I think we have to think long and hard and have very good reasons for changing something that is in place. We have made so many changes in the liturgy in the last twenty years. And I think our people are shell-shocked. We need sort of a moratorium.
In my diocese, and in most dioceses that I know of, the people are kneeling from the Sanctus until the Our Father, and to change to the general norm now is not a very pastoral idea. Where we have people used to a custom, we should leave it that way. This is our law and most people are following it. Why change to the general law just for a few exceptions? The same thing is true of the prayers; when we have a translation that everyone has memorized, I don’t think we should be in a hurry to change the translation.

Archbishop Charles Chaput [Denver]: Archbishop Lipscomb, would it be possible for us to consider an amendment which would just take out the part that reads: "or some other good reason as specified by the diocesan bishop"?
It seems like the reasons of health, lack of space, number present really covers it. And of course if there’s another circumstance the bishop on his own authority could judge because of pastoral prudence. But to put that phrase in would give people who want to change this on principle the grounds in our local law to justify that. And I think that’s unfortunate, really.
I think if we agree to make kneeling the norm for the United States, we should just do that, and eliminate this phrase that allows people to do what they want.
We ought to either debate the issue here, and as Cardinal Law says, go in the direction of the general norm, or we ought to really agree to be brothers in this and really follow the direction of the majority by not making our own opinion the exception that we can follow.

Cardinal Theodore McCarrick [Newark]: I have listened with awe, not untinged with anxiety, to this discussion. I appreciate Cardinal Law’s intention to bring us all together, but we’re dealing with something here which really affects the piety of our people. And I would think that a decision that we would make abruptly at this time, without any catechesis, without any preparation, would be a very unwise thing to do….
I think we really need to listen to our people; we really need to prepare them for any changes we might want to make. This is something that really affects them very, very deeply and very, very dearly. I just have a concern that if we do something in the course of fifteen minutes here at this meeting that could disrupt the prayer life of our people, liturgical practices of our people, we’d be making a great mistake. So I hope that we will not pursue any determination to make a change at this time.

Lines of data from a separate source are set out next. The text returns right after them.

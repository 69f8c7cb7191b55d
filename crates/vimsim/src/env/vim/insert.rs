//! # Insert and Replace mode
//!
//! ## Overview
//!
//! Typing in Insert mode adds text before the cursor, while Replace mode overwrites the text
//! under it. Tokens typed since entering either mode are kept so that a count given to the
//! command that entered it (`3ix<Esc>`, `2ofoo<Esc>`) can repeat them when leaving.
use tracing::debug;

use crate::editing::cursor::Cursor;
use crate::errors::EditResult;
use crate::prelude::{MoveDir1D, WordStyle};
use crate::state::{InsertKind, InsertSession, Mode, VimState};
use crate::tokenizer::Token;

use super::ops;
use super::{Effect, KeyClass};

/// The most tokens that leaving Insert mode will replay.
const REPLAY_LIMIT: usize = 1 << 20;

fn type_char(state: &mut VimState, c: char) {
    let cursor = state.cursor.clone();
    let len = state.buffer.get_columns(cursor.y);

    if state.mode == Mode::Replace {
        let old = if cursor.x < len {
            let end = Cursor::new(cursor.y, cursor.x + 1);
            state.buffer.delete(&cursor, &end).chars().next()
        } else {
            None
        };

        if let Some(session) = state.persist.insert.as_mut() {
            session.replaced.push(old);
        }
    }

    let end = state.buffer.insert_text(&cursor, c.encode_utf8(&mut [0; 4]));
    state.cursor = end;
}

fn type_tab(state: &mut VimState) {
    if !state.config.expandtab {
        type_char(state, '\t');
        return;
    }

    let tabstop = state.config.tabstop.max(1);
    let spaces = tabstop - state.cursor.x % tabstop;

    for _ in 0..spaces {
        type_char(state, ' ');
    }
}

fn split_line(state: &mut VimState) -> EditResult<()> {
    state.check_lines(1)?;

    if state.mode == Mode::Replace {
        if let Some(session) = state.persist.insert.as_mut() {
            session.replaced.push(None);
        }
    }

    let cursor = state.cursor.clone();
    state.cursor = state.buffer.insert_text(&cursor, "\n");

    Ok(())
}

/// Delete the character before the cursor, joining with the previous line in the first column.
fn delete_before(state: &mut VimState) {
    let cursor = state.cursor.clone();

    if let Some(prev) = state.buffer.prev_pos(&cursor) {
        state.buffer.delete(&prev, &cursor);
        state.cursor = prev;
    }
}

fn backspace(state: &mut VimState) {
    if state.mode != Mode::Replace {
        delete_before(state);
        return;
    }

    let restore = state.persist.insert.as_mut().and_then(|session| session.replaced.pop());

    match restore {
        Some(Some(old)) => {
            delete_before(state);

            let cursor = state.cursor.clone();
            state.buffer.insert_text(&cursor, old.encode_utf8(&mut [0; 4]));
        },
        Some(None) => {
            delete_before(state);
        },
        None => {
            // Only move over text that wasn't typed in this session.
            if let Some(prev) = state.buffer.prev_pos(&state.cursor) {
                if prev.y == state.cursor.y {
                    state.cursor = prev;
                }
            }
        },
    }
}

fn delete_under(state: &mut VimState) {
    let cursor = state.cursor.clone();

    if let Some(next) = state.buffer.next_pos(&cursor) {
        state.buffer.delete(&cursor, &next);
    }
}

/// Delete the word before the cursor, as `<C-w>` does.
fn delete_word_before(state: &mut VimState) {
    let cursor = state.cursor.clone();

    if cursor.x == 0 {
        delete_before(state);
        return;
    }

    let chars: Vec<char> = state.buffer.line(cursor.y).chars().take(cursor.x).collect();
    let style = WordStyle::Little;
    let mut x = chars.len();

    while x > 0 && style.classify(chars[x - 1]) == 0 {
        x -= 1;
    }

    if x > 0 {
        let class = style.classify(chars[x - 1]);

        while x > 0 && style.classify(chars[x - 1]) == class {
            x -= 1;
        }
    }

    let start = Cursor::new(cursor.y, x);
    state.buffer.delete(&start, &cursor);
    state.cursor = start;
}

/// Delete from the start of the line up to the cursor, as `<C-u>` does.
fn delete_line_before(state: &mut VimState) {
    let cursor = state.cursor.clone();

    if cursor.x == 0 {
        delete_before(state);
        return;
    }

    let start = Cursor::new(cursor.y, 0);
    state.buffer.delete(&start, &cursor);
    state.cursor = start;
}

/// Move the cursor, which starts a new insert that won't be repeated.
fn move_cursor(state: &mut VimState, key: &KeyClass) {
    let y = state.cursor.y;
    let len = state.buffer.get_columns(y);

    match key {
        KeyClass::Left => {
            state.cursor.left(1);
        },
        KeyClass::Right => {
            state.cursor.right(1);
        },
        KeyClass::Up => {
            state.cursor.up(1);
        },
        KeyClass::Down => {
            state.cursor.down(1);
        },
        KeyClass::Home => {
            state.cursor = Cursor::new(y, 0);
        },
        KeyClass::End => {
            state.cursor = Cursor::new(y, len);
        },
        _ => {},
    }

    match key {
        KeyClass::Up | KeyClass::Down => state.clamp_cursor(),
        _ => state.clamp_cursor_x(),
    }

    if let Some(session) = state.persist.insert.as_mut() {
        *session = InsertSession::new(session.kind, 1);
    }
}

fn type_key(state: &mut VimState, key: &KeyClass) -> EditResult<Effect> {
    match key {
        KeyClass::Char(c) => type_char(state, *c),
        KeyClass::Text(text) => {
            for c in text.chars() {
                type_char(state, c);
            }
        },
        KeyClass::Enter => split_line(state)?,
        KeyClass::Tab => type_tab(state),
        KeyClass::Backspace => backspace(state),
        KeyClass::Delete => delete_under(state),
        KeyClass::Ctrl('w') => delete_word_before(state),
        KeyClass::Ctrl('u') => delete_line_before(state),
        KeyClass::Left |
        KeyClass::Right |
        KeyClass::Up |
        KeyClass::Down |
        KeyClass::Home |
        KeyClass::End => move_cursor(state, key),
        KeyClass::Escape | KeyClass::Ctrl(_) | KeyClass::Other => return Ok(Effect::Ignored),
    }

    Ok(Effect::Changed)
}

/// Return to Normal mode.
pub(super) fn finish(state: &mut VimState) {
    state.persist.insert = None;
    state.mode = Mode::Normal;
    state.cursor.left(1);
    state.clamp_cursor_x();
}

/// Repeat the session's typing for the rest of its count, then return to Normal mode.
///
/// When the repeats don't fit in the buffer, none of them happen and the error is returned.
fn leave(state: &mut VimState) -> EditResult<Effect> {
    if let Some(session) = state.persist.insert.take() {
        let repeats = session.count.saturating_sub(1);

        if repeats > 0 && !session.keys.is_empty() {
            let repeats = repeats.min(REPLAY_LIMIT / session.keys.len());

            if let Err(err) = replay(state, &session, repeats) {
                debug!(%err, "not repeating insert");
                return Err(err);
            }
        }
    }

    finish(state);

    Ok(Effect::Changed)
}

/// The most bytes that typing `token` can add.
fn typed_len(token: &Token, tabstop: usize) -> usize {
    match KeyClass::from(token) {
        KeyClass::Char(c) => c.len_utf8(),
        KeyClass::Text(text) => text.len(),
        KeyClass::Enter => 1,
        KeyClass::Tab => tabstop.max(1),
        _ => 0,
    }
}

fn replay(state: &mut VimState, session: &InsertSession, repeats: usize) -> EditResult<()> {
    let tabstop = state.config.tabstop;
    let typed = session.keys.iter().map(|token| typed_len(token, tabstop)).sum::<usize>();

    // Opening a line adds a line break.
    state.check_bytes(typed.saturating_add(1).saturating_mul(repeats))?;

    for _ in 0..repeats {
        match session.kind {
            InsertKind::OpenBelow | InsertKind::OpenAbove => {
                ops::open_line(state, MoveDir1D::Next)?;
            },
            InsertKind::Insert | InsertKind::Replace => {},
        }

        for token in session.keys.iter() {
            type_key(state, &KeyClass::from(token))?;
        }
    }

    Ok(())
}

/// Handle a token in Insert or Replace mode.
pub(super) fn handle(state: &mut VimState, key: &KeyClass, token: &Token) -> EditResult<Effect> {
    if let KeyClass::Escape | KeyClass::Ctrl('c') = key {
        return leave(state);
    }

    let effect = type_key(state, key)?;

    if effect == Effect::Changed {
        let moved = matches!(
            key,
            KeyClass::Left |
                KeyClass::Right |
                KeyClass::Up |
                KeyClass::Down |
                KeyClass::Home |
                KeyClass::End
        );

        if let Some(session) = state.persist.insert.as_mut().filter(|_| !moved) {
            session.keys.push(token.clone());
        }
    }

    Ok(effect)
}

#[cfg(test)]
mod tests {
    use super::*;
    use crate::config::InterpreterConfig;
    use crate::env::vim::tests::{fails, keys, run};
    use crate::errors::EditError;

    fn pos(state: &VimState) -> (usize, usize) {
        (state.cursor_line(), state.cursor_col())
    }

    #[test]
    fn test_typing() {
        let state = keys("", "ihello<Esc>");
        assert_eq!(state.text(), "hello");
        assert_eq!(state.mode(), Mode::Normal);
        assert_eq!(pos(&state), (0, 4));

        let state = keys("", "ia<CR>b<Tab>c<Esc>");
        assert_eq!(state.lines(), &strs!["a", "b\tc"]);

        let state = keys("", "i<div><Esc>");
        assert_eq!(state.text(), "<div>");

        let state = keys("ab", "A\ncd<C-c>");
        assert_eq!(state.lines(), &strs!["ab", "cd"]);
        assert_eq!(pos(&state), (1, 1));
    }

    #[test]
    fn test_insert_mode_state() {
        let state = keys("abc", "li");
        assert_eq!(state.mode(), Mode::Insert);
        assert_eq!(pos(&state), (0, 1));

        let state = keys("abc", "A");
        assert_eq!(pos(&state), (0, 3));
    }

    #[test]
    fn test_backspace() {
        let state = keys("abc", "A<BS><BS><Esc>");
        assert_eq!(state.text(), "a");

        let state = keys("ab\ncd", "ji<BS><Esc>");
        assert_eq!(state.text(), "abcd");
        assert_eq!(pos(&state), (0, 1));

        let state = keys("ab", "i<BS><BS>x<Esc>");
        assert_eq!(state.text(), "xab");
    }

    #[test]
    fn test_delete_keys() {
        let state = keys("ab\ncd", "A<Del><Esc>");
        assert_eq!(state.text(), "abcd");

        let state = keys("foo bar", "A<C-w><Esc>");
        assert_eq!(state.text(), "foo ");

        let state = keys("foo bar  ", "A<C-w><Esc>");
        assert_eq!(state.text(), "foo ");

        let state = keys("foo bar", "A<C-u><Esc>");
        assert_eq!(state.text(), "");
    }

    #[test]
    fn test_replace_mode() {
        let state = keys("abcd", "Rxy<Esc>");
        assert_eq!(state.text(), "xycd");
        assert_eq!(pos(&state), (0, 1));

        let state = keys("ab", "Rwxyz<Esc>");
        assert_eq!(state.text(), "wxyz");

        let state = keys("abcd", "Rxyz<BS><BS><Esc>");
        assert_eq!(state.text(), "xbcd");

        let state = keys("ab", "lRxyz<BS><BS><BS><BS><Esc>");
        assert_eq!(state.text(), "ab");
        assert_eq!(pos(&state), (0, 0));
    }

    #[test]
    fn test_count_repeat() {
        let state = keys("", "3ix<Esc>");
        assert_eq!(state.text(), "xxx");
        assert_eq!(pos(&state), (0, 2));

        let state = keys("", "2ofoo<Esc>");
        assert_eq!(state.lines(), &strs!["", "foo", "foo"]);
        assert_eq!(pos(&state), (2, 2));

        let state = keys("z", "2Oab<Esc>");
        assert_eq!(state.lines(), &strs!["ab", "ab", "z"]);

        let state = keys("", "3ia<Left>b<Esc>");
        assert_eq!(state.text(), "ba");
    }

    #[test]
    fn test_count_repeat_limits() {
        let mut config = InterpreterConfig::default();
        config.max_bytes(10);

        let state = VimState::with_config("", config);
        let state = run(state, "3iab<Esc>").unwrap();
        assert_eq!(state.text(), "ababab");

        let state = VimState::with_config("", config);
        let (state, err) = fails(state, "5iab<Esc>");
        assert_eq!(err, EditError::TooManyBytes(10));
        assert_eq!(state.text(), "ab");
        assert_eq!(state.mode(), Mode::Normal);
        assert_eq!(pos(&state), (0, 1));

        let mut config = InterpreterConfig::default();
        config.max_lines(3);

        let state = VimState::with_config("z", config);
        let (state, err) = fails(state, "5ofoo<Esc>");
        assert_eq!(err, EditError::TooManyLines(3));
        assert_eq!(state.lines(), &strs!["z", "foo"]);
        assert_eq!(state.mode(), Mode::Normal);
    }

    #[test]
    fn test_enter_line_limit() {
        let mut config = InterpreterConfig::default();
        config.max_lines(2);

        let state = VimState::with_config("a\nb", config);
        let (state, err) = fails(state, "A<CR>");

        assert_eq!(err.to_string(), "Buffer would exceed the 2 line limit");
        assert_eq!(state.mode(), Mode::Insert);
        assert_eq!(state.text(), "a\nb");
    }

    #[test]
    fn test_expandtab() {
        let mut config = InterpreterConfig::default();
        config.expandtab(true).tabstop(4);

        let state = VimState::with_config("", config);
        let state = run(state, "iab<Tab>c<Esc>").unwrap();

        assert_eq!(state.text(), "ab  c");
    }
}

Archbishop Lipscomb: I think that the results that you have before you, in the determinations granting a certain degree of flexibility, is exactly what the Committee considered when they tried to craft something that would deal with our entire nation — establishing a norm, giving the possibility as the GIRM itself says that a deviation from the norm be retained if it is for the good of the people, and committing [this] to the care and judgment of the diocesan bishop, who should have a conscience and should be doing something about unity — without uniformity — but a certain sense of unity for the sake of the people.
If there is one plea that seems to come again and again from the people that I have heard it’s: Don’t change more. And that does not necessarily mean going to the universal law, which would be a significant change for many people for whom the piety of kneeling immediate after the Holy, Holy, Holy has been a matter of their growth from their childhood. For us suddenly to tell them, "Now you have to stand" is going to say things to them theologically and devotionally that I don’t think most bishops want to say.
We did consider all of this. It was debated long and loud. We heard different bishops and especially bishops for whom the standing is also a norm of sorts, because of the way their parishes have developed. I expect there are other dioceses in which catechesis has engendered the standing as a counter-custom or -norm to the particular law of the United States because it was felt that this was more in keeping with what the Church Universal wanted.
We are part of the Church Universal, but we are also part of the Church in the United States, and we are doing our best to establish norms for the Church in the United States that will most effectively help our people — and do the least damage — to enable the liturgy to do what it should.
Near the end of the debate on the "American adaptations", Cardinal Mahony again asked Archbishop Lipscomb for an interpretation of the limits of a diocesan bishop’s power to change national norms.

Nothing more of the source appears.